I’ve written about some of the research that shows that shoppers don’t always respond positively to a bigger selection of products (see More Choices, Fewer Sales) and extreme product/brand proliferation (see Mega-Branding: The Purple Oreo Problem). Now, retailers are implementing the concept of reducing selection in their stores and finding that it can indeed increase sales.
[Wal-Mart] dropped two of its five lines of peanut butter to free up scarce shelf space for cinnamon spreads. But the decision didn’t cost the retailer a single jar in sales. With fewer selections to browse, customers wound up purchasing more than before…
P&G, maker of Tide detergent and Ivory soap, recently reduced the number of its soap and other skin care offerings by about one-third at one retailer, while cutting the array of detergents and other fabric care products by about 20 per cent at another chain.
Following the cutbacks, sales grew in each category. “In the skin care example, shoppers reported they felt that they had more choices because the selection on the shelf was clearer,” spokeswoman Jennifer Chelune said. [From The Globe and Mail - In store aisles, less is more but customers can still be particular by Marina Strauss.]
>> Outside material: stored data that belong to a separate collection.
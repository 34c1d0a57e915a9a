use std::io::Write;

/// 覆盖默认日志过滤规则的环境变量，语法同 `RUST_LOG`
///
/// 例如 `KEEL_LOG=info,keel_state_tracker=debug` 可以看到每一条 barrier。
pub const LOG_ENV: &str = "KEEL_LOG";

const DEFAULT_FILTER: &str = "info";

/// 环境变量为空或者没设置时退回默认的 `info`
fn resolve_filter(env_value: Option<String>) -> String {
    env_value
        .map(|value| value.trim().to_string())
        .filter(|value| !value.is_empty())
        .unwrap_or_else(|| DEFAULT_FILTER.to_string())
}

fn build_logger() -> env_logger::Builder {
    let mut builder = env_logger::Builder::new();
    builder.format(|buf, record| {
        let info_style = buf
            .default_level_style(log::Level::Info)
            .fg_color(Some(anstyle::Color::Ansi(anstyle::AnsiColor::Green)));
        let warn_style = buf
            .default_level_style(log::Level::Warn)
            .fg_color(Some(anstyle::Color::Ansi(anstyle::AnsiColor::Yellow)));
        let error_style = buf
            .default_level_style(log::Level::Error)
            .fg_color(Some(anstyle::Color::Ansi(anstyle::AnsiColor::Red)));
        let debug_style = buf
            .default_level_style(log::Level::Debug)
            .fg_color(Some(anstyle::Color::Ansi(anstyle::AnsiColor::Cyan)));

        let level_style = match record.level() {
            log::Level::Info => info_style,
            log::Level::Warn => warn_style,
            log::Level::Error => error_style,
            log::Level::Debug => debug_style,
            _ => buf.default_level_style(record.level()),
        };
        let grey_style = info_style.fg_color(Some(anstyle::Color::Rgb(anstyle::RgbColor(110, 110, 110))));

        // barrier 日志来自哪个 crate 比来自哪一行更有用
        let target = record.target().split("::").next().unwrap_or("");
        let line = record.line().unwrap_or(!0);
        let time = chrono::Local::now().format("%H:%M:%S%.3f");
        let level = record.level();

        writeln!(
            buf,
            "{level_style}[{time}] {level:<5}{level_style:#} {grey_style}[{target}:{line}]{grey_style:#} {}",
            record.args()
        )
    });
    builder.parse_filters(&resolve_filter(std::env::var(LOG_ENV).ok()));
    builder
}

/// 初始化全局 logger，只能调用一次
pub fn init_log() {
    build_logger().init();
}

/// 测试里每个用例都可能调用，重复初始化直接忽略
pub fn try_init_log() {
    let _ = build_logger().is_test(true).try_init();
}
Of course, slashing selection isn’t a panacea. Sometimes, low volume products have devoted followers. Strauss reports that supermarket chain Loblaw ended up reinstating many products it cut after customers complained. Wal-Mart, too, restocked items when they found customers were going to other stores to purchase them. And in one project a store found that increasing the selection of yogurt boosted sales.
Still, this trend could spell doom for Purple Oreos. Will they be missed?